(Beginning of DATA SHOWN)

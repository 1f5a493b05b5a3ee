// ==========================================
// 工序执行质量追踪系统 - 活动日志领域模型
// ==========================================
// 用途: 审计追踪，每日汇总计数
// ==========================================

use crate::domain::types::ActivityKind;
use chrono::NaiveDateTime;
use serde::{Deserialize, Serialize};

// ==========================================
// ActivityLog - 活动日志
// ==========================================
#[derive(Debug, Clone, PartialEq, Serialize, Deserialize)]
pub struct ActivityLog {
    pub activity_id: String,      // UUID
    pub kind: ActivityKind,       // 日志类别
    pub ref_id: i64,              // 关联实体ID（流程/物料/指标/执行）
    pub actor_id: i64,            // 操作人ID (系统操作为 0)
    pub description: String,      // 描述
    pub created_at: NaiveDateTime,
}

impl ActivityLog {
    /// 创建新日志（生成ID，时间为当前 UTC）
    pub fn new(kind: ActivityKind, ref_id: i64, actor_id: i64, description: String) -> Self {
        Self {
            activity_id: uuid::Uuid::new_v4().to_string(),
            kind,
            ref_id,
            actor_id,
            description,
            created_at: chrono::Utc::now().naive_utc(),
        }
    }
}
//! Markdown document converter.

use std::ops::Range;

use pulldown_cmark::{html, CowStr, Event, Options, Parser, Tag, TagEnd};

use crate::frontmatter::{extract_frontmatter, Frontmatter, FrontmatterError};
use crate::html_blocks::expand_markdown_blocks;
use crate::toc::{render_toc, AnchorIds, TocEntry};

/// A rendered Markdown document.
#[derive(Debug, Clone)]
pub struct RenderedDoc {
    /// Body HTML (without frontmatter)
    pub html: String,

    /// Frontmatter key/value pairs, empty when the document has none
    pub metadata: Frontmatter,

    /// Table of contents entries, in document order
    pub toc: Vec<TocEntry>,
}

impl RenderedDoc {
    /// Table of contents as nested lists, `None` for a document without headings.
    pub fn toc_html(&self) -> Option<String> {
        render_toc(&self.toc)
    }
}

/// Errors that can occur when parsing Markdown.
#[derive(Debug, thiserror::Error)]
pub enum ParseError {
    #[error("Frontmatter error: {0}")]
    Frontmatter(#[from] FrontmatterError),
}

/// Markdown converter with a fixed extension set.
///
/// Built once per run and shared across documents.
#[derive(Debug, Clone)]
pub struct Markdown {
    options: Options,
}

impl Markdown {
    /// Create a converter with footnotes, heading attributes and smart punctuation.
    ///
    /// Fenced code and inline HTML are part of CommonMark and always on.
    /// Underscores never produce emphasis, and HTML blocks marked
    /// `markdown="1"` have their contents rendered.
    pub fn new() -> Self {
        let options = Options::ENABLE_FOOTNOTES
            | Options::ENABLE_HEADING_ATTRIBUTES
            | Options::ENABLE_SMART_PUNCTUATION;

        Self { options }
    }

    /// Render a document: frontmatter, anchored headings, TOC and HTML body.
    pub fn render(&self, source: &str) -> Result<RenderedDoc, ParseError> {
        let (frontmatter, content) = extract_frontmatter(source)?;
        let metadata = frontmatter.unwrap_or_default();

        let expanded = expand_markdown_blocks(content);
        let parser = Parser::new_ext(&expanded, self.options).into_offset_iter();
        let mut events = literal_underscores(&expanded, parser);
        let toc = anchor_headings(&mut events);

        let mut html_output = String::new();
        html::push_html(&mut html_output, events.into_iter());

        tracing::debug!(
            "Rendered {} bytes of HTML, {} metadata keys, {} headings",
            html_output.len(),
            metadata.len(),
            toc.len()
        );

        Ok(RenderedDoc {
            html: html_output,
            metadata,
            toc,
        })
    }
}

impl Default for Markdown {
    fn default() -> Self {
        Self::new()
    }
}

/// Turn `_` and `__` emphasis back into literal text.
///
/// Only `*` and `**` produce `<em>` and `<strong>`, so identifiers such as
/// `__init__` survive outside code spans.
fn literal_underscores<'a>(
    source: &str,
    events: impl Iterator<Item = (Event<'a>, Range<usize>)>,
) -> Vec<Event<'a>> {
    let mut underscored = Vec::new();
    let mut out = Vec::new();

    for (event, range) in events {
        match event {
            Event::Start(tag @ (Tag::Emphasis | Tag::Strong)) => {
                let literal = source
                    .get(range.start..)
                    .is_some_and(|rest| rest.starts_with('_'));
                underscored.push(literal);
                if literal {
                    out.push(underscores(matches!(tag, Tag::Strong)));
                } else {
                    out.push(Event::Start(tag));
                }
            }
            Event::End(end @ (TagEnd::Emphasis | TagEnd::Strong)) => {
                if underscored.pop().unwrap_or(false) {
                    out.push(underscores(matches!(end, TagEnd::Strong)));
                } else {
                    out.push(Event::End(end));
                }
            }
            other => out.push(other),
        }
    }

    out
}

fn underscores(strong: bool) -> Event<'static> {
    Event::Text(CowStr::Borrowed(if strong { "__" } else { "_" }))
}

/// Give every heading an id and collect the table of contents.
fn anchor_headings(events: &mut [Event<'_>]) -> Vec<TocEntry> {
    let mut toc = Vec::new();
    let mut ids = AnchorIds::default();
    let mut i = 0;

    while i < events.len() {
        let (level, explicit) = match &events[i] {
            Event::Start(Tag::Heading { level, id, .. }) => {
                (*level as u8, id.as_ref().map(|id| id.to_string()))
            }
            _ => {
                i += 1;
                continue;
            }
        };

        // Collect heading text up to the matching end tag
        let mut title = String::new();
        let mut end = i + 1;
        while end < events.len() {
            match &events[end] {
                Event::End(TagEnd::Heading(_)) => break,
                Event::Text(text) | Event::Code(text) => title.push_str(text),
                _ => {}
            }
            end += 1;
        }

        let anchor = match explicit {
            Some(id) => ids.claim(id),
            None => ids.derive(&title),
        };

        if let Event::Start(Tag::Heading { id, .. }) = &mut events[i] {
            *id = Some(CowStr::from(anchor.clone()));
        }

        toc.push(TocEntry {
            title,
            id: anchor,
            level,
        });

        i = end + 1;
    }

    toc
}

#[cfg(test)]
mod tests {
    use super::*;
    use pretty_assertions::assert_eq;

    #[test]
    fn renders_complete_document() {
        let source = r#"---
title: Button
description: A button component
---

# Button

A clickable button.

```rust
let x = 1;
```

## Variants

Different button styles.
"#;

        let doc = Markdown::new().render(source).unwrap();

        assert_eq!(doc.metadata["title"], "Button");
        assert_eq!(doc.metadata["description"], "A button component");

        assert!(doc.html.contains(r#"<h1 id="button">Button</h1>"#));
        assert!(doc.html.contains(r#"<h2 id="variants">Variants</h2>"#));
        assert!(doc.html.contains(r#"<code class="language-rust">"#));
        assert!(!doc.html.contains("description:"));

        assert_eq!(doc.toc.len(), 2);
        assert_eq!(doc.toc[0].title, "Button");
        assert_eq!(doc.toc[0].level, 1);
        assert_eq!(doc.toc[0].id, "button");
        assert_eq!(doc.toc[1].title, "Variants");
        assert_eq!(doc.toc[1].level, 2);
    }

    #[test]
    fn renders_without_frontmatter() {
        let doc = Markdown::new().render("# Hi").unwrap();

        assert!(doc.metadata.is_empty());
        assert_eq!(doc.html, "<h1 id=\"hi\">Hi</h1>\n");
        assert_eq!(doc.toc.len(), 1);
    }

    #[test]
    fn toc_html_absent_without_headings() {
        let doc = Markdown::new().render("Just a paragraph.").unwrap();

        assert!(doc.toc.is_empty());
        assert_eq!(doc.toc_html(), None);
    }

    #[test]
    fn toc_html_links_anchors() {
        let doc = Markdown::new().render("# One\n\n## Two\n").unwrap();
        let toc = doc.toc_html().unwrap();

        assert!(toc.contains(r##"<a href="#one">One</a>"##));
        assert!(toc.contains(r##"<a href="#two">Two</a>"##));
    }

    #[test]
    fn explicit_heading_ids_win() {
        let doc = Markdown::new()
            .render("# Intro {#start}\n\n# Intro\n")
            .unwrap();

        assert_eq!(doc.toc[0].id, "start");
        assert_eq!(doc.toc[1].id, "intro");
        assert!(doc.html.contains(r#"<h1 id="start">Intro</h1>"#));
    }

    #[test]
    fn duplicate_headings_get_suffixes() {
        let doc = Markdown::new().render("## Usage\n\n## Usage\n").unwrap();

        assert_eq!(doc.toc[0].id, "usage");
        assert_eq!(doc.toc[1].id, "usage-2");
    }

    #[test]
    fn heading_text_includes_inline_code() {
        let doc = Markdown::new().render("# The `run` command").unwrap();

        assert_eq!(doc.toc[0].title, "The run command");
        assert_eq!(doc.toc[0].id, "the-run-command");
    }

    #[test]
    fn applies_smart_punctuation() {
        let doc = Markdown::new().render("\"quoted\" -- dash...").unwrap();

        assert!(doc.html.contains('\u{201c}'));
        assert!(doc.html.contains('\u{2013}'));
        assert!(doc.html.contains('\u{2026}'));
    }

    #[test]
    fn renders_footnotes() {
        let doc = Markdown::new()
            .render("Text[^1].\n\n[^1]: The note.\n")
            .unwrap();

        assert!(doc.html.contains("footnote-reference"));
        assert!(doc.html.contains("footnote-definition"));
    }

    #[test]
    fn passes_inline_html_through() {
        let doc = Markdown::new()
            .render("<div class=\"note\">kept</div>\n\nA <span>span</span>.")
            .unwrap();

        assert!(doc.html.contains("<div class=\"note\">kept</div>"));
        assert!(doc.html.contains("<span>span</span>"));
    }

    #[test]
    fn emits_self_closing_void_elements() {
        let doc = Markdown::new().render("line  \nbreak\n\n---\n").unwrap();

        assert!(doc.html.contains("<br />"));
        assert!(doc.html.contains("<hr />"));
    }

    #[test]
    fn underscores_stay_literal() {
        let doc = Markdown::new()
            .render("call _private_fn_ and __init__ here")
            .unwrap();

        assert_eq!(doc.html, "<p>call _private_fn_ and __init__ here</p>\n");
    }

    #[test]
    fn asterisks_still_emphasise() {
        let doc = Markdown::new()
            .render("*star*, **bold** and *mixed __inner__*")
            .unwrap();

        assert_eq!(
            doc.html,
            "<p><em>star</em>, <strong>bold</strong> and <em>mixed __inner__</em></p>\n"
        );
    }

    #[test]
    fn underscored_heading_keeps_its_title() {
        let doc = Markdown::new().render("# The __init__ hook").unwrap();

        assert_eq!(doc.toc[0].title, "The __init__ hook");
        assert!(doc.html.contains(">The __init__ hook</h1>"));
    }

    #[test]
    fn renders_markdown_inside_marked_blocks() {
        let doc = Markdown::new()
            .render("<div class=\"note\" markdown=\"1\">*md*</div>\n\n<div>*raw*</div>\n")
            .unwrap();

        assert!(doc.html.contains("<div class=\"note\">"));
        assert!(doc.html.contains("<p><em>md</em></p>"));
        assert!(doc.html.contains("<div>*raw*</div>"));
        assert!(!doc.html.contains("markdown="));
    }

    #[test]
    fn headings_inside_marked_blocks_are_anchored() {
        let doc = Markdown::new()
            .render("<section markdown=\"1\">\n## Inside\n</section>\n")
            .unwrap();

        assert_eq!(doc.toc[0].id, "inside");
        assert!(doc.html.contains(r#"<h2 id="inside">Inside</h2>"#));
    }

    #[test]
    fn malformed_frontmatter_is_an_error() {
        let result = Markdown::new().render("---\ntitle: x\n");

        assert!(matches!(
            result,
            Err(ParseError::Frontmatter(FrontmatterError::Unclosed))
        ));
    }
}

(End of DATA SHOWN)

- WHAT IS EXPECTED -
Every line from the data above that contains "derive" must appear in the answer.

- SOLUTION TO THIS TASK -
#[derive(Debug, Clone, PartialEq, Serialize, Deserialize)]
#[derive(Debug, Clone)]
#[derive(Debug, thiserror::Error)]
#[derive(Debug, Clone)]
            None => ids.derive(&title),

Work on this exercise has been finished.